Collected data
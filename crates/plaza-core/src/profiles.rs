//! Extended user profiles (`user_profiles` table, `avatars` bucket)

use chrono::Utc;
use plaza_backend::{Backend, Insert, Query, Update, Upload};
use std::sync::Arc;

use crate::error::{BackendResultExt, PlazaError};
use crate::tables::{first_row, AVATARS_BUCKET, USER_PROFILES};
use crate::types::{decode, NewProfile, ProfileUpdate, UserId, UserProfile};

/// Profile operations
#[derive(Clone)]
pub struct ProfileService {
    backend: Arc<dyn Backend>,
}

impl ProfileService {
    /// Create service over `backend`
    #[must_use]
    pub fn new(backend: Arc<dyn Backend>) -> Self {
        Self { backend }
    }

    /// Insert a profile row
    pub async fn add(&self, profile: &NewProfile) -> Result<(), PlazaError> {
        let row = serde_json::to_value(profile)?;
        self.backend
            .insert(&Insert::into(USER_PROFILES).row(row))
            .await
            .context("create profile")?;
        tracing::info!(user = %profile.id, "profile created");
        Ok(())
    }

    /// Change the given fields of profile `id`
    pub async fn update(&self, id: UserId, update: &ProfileUpdate) -> Result<(), PlazaError> {
        if update.is_empty() {
            return Err(PlazaError::InvalidInput("no profile field to update".into()));
        }
        let values = serde_json::to_value(update)?;
        self.backend
            .update(&Update::table(USER_PROFILES).set_all(values).eq("id", id))
            .await
            .context("update profile")
    }

    /// Fetch profile `id`
    pub async fn by_id(&self, id: UserId) -> Result<UserProfile, PlazaError> {
        let rows = self
            .backend
            .select(&Query::table(USER_PROFILES).select("*").eq("id", id).single())
            .await
            .context("fetch profile")?;
        decode(first_row(rows, USER_PROFILES).context("fetch profile")?)
    }

    /// Upload an avatar for `user_id` and return its public URL
    ///
    /// Objects are stored as `{user_id}_{unix_millis}`.
    pub async fn upload_avatar(&self, user_id: UserId, upload: &Upload) -> Result<String, PlazaError> {
        let path = format!("{user_id}_{}", Utc::now().timestamp_millis());
        self.backend
            .upload(AVATARS_BUCKET, &path, upload)
            .await
            .context("upload avatar")?;
        tracing::debug!(%path, bytes = upload.len(), "avatar uploaded");
        Ok(self.backend.public_url(AVATARS_BUCKET, &path))
    }

    /// Profile ID belonging to auth user `user_id`
    pub(crate) async fn lookup_id(
        &self,
        user_id: UserId,
        operation: &'static str,
    ) -> Result<UserId, PlazaError> {
        let rows = self
            .backend
            .select(&Query::table(USER_PROFILES).select("id").eq("id", user_id).single())
            .await
            .context(operation)?;
        let row = first_row(rows, USER_PROFILES).context(operation)?;
        Ok(serde_json::from_value(row["id"].clone())?)
    }
}

impl std::fmt::Debug for ProfileService {
    fn fmt(&self, f: &mut std::fmt::Formatter<'_>) -> std::fmt::Result {
        f.debug_struct("ProfileService").finish_non_exhaustive()
    }
}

**PROBLEM DETAILS**
Only the lines above from the one with "profile field to" through the one with "let row = first_row(rows, USER_PROFILES).context(operation)?;" should be duplicated, character for character.

**ANSWER BOX**
            return Err(PlazaError::InvalidInput("no profile field to update".into()));
        }
        let values = serde_json::to_value(update)?;
        self.backend
            .update(&Update::table(USER_PROFILES).set_all(values).eq("id", id))
            .await
            .context("update profile")
    }

    /// Fetch profile `id`
    pub async fn by_id(&self, id: UserId) -> Result<UserProfile, PlazaError> {
        let rows = self
            .backend
            .select(&Query::table(USER_PROFILES).select("*").eq("id", id).single())
            .await
            .context("fetch profile")?;
        decode(first_row(rows, USER_PROFILES).context("fetch profile")?)
    }

    /// Upload an avatar for `user_id` and return its public URL
    ///
    /// Objects are stored as `{user_id}_{unix_millis}`.
    pub async fn upload_avatar(&self, user_id: UserId, upload: &Upload) -> Result<String, PlazaError> {
        let path = format!("{user_id}_{}", Utc::now().timestamp_millis());
        self.backend
            .upload(AVATARS_BUCKET, &path, upload)
            .await
            .context("upload avatar")?;
        tracing::debug!(%path, bytes = upload.len(), "avatar uploaded");
        Ok(self.backend.public_url(AVATARS_BUCKET, &path))
    }

    /// Profile ID belonging to auth user `user_id`
    pub(crate) async fn lookup_id(
        &self,
        user_id: UserId,
        operation: &'static str,
    ) -> Result<UserId, PlazaError> {
        let rows = self
            .backend
            .select(&Query::table(USER_PROFILES).select("id").eq("id", user_id).single())
            .await
            .context(operation)?;
        let row = first_row(rows, USER_PROFILES).context(operation)?;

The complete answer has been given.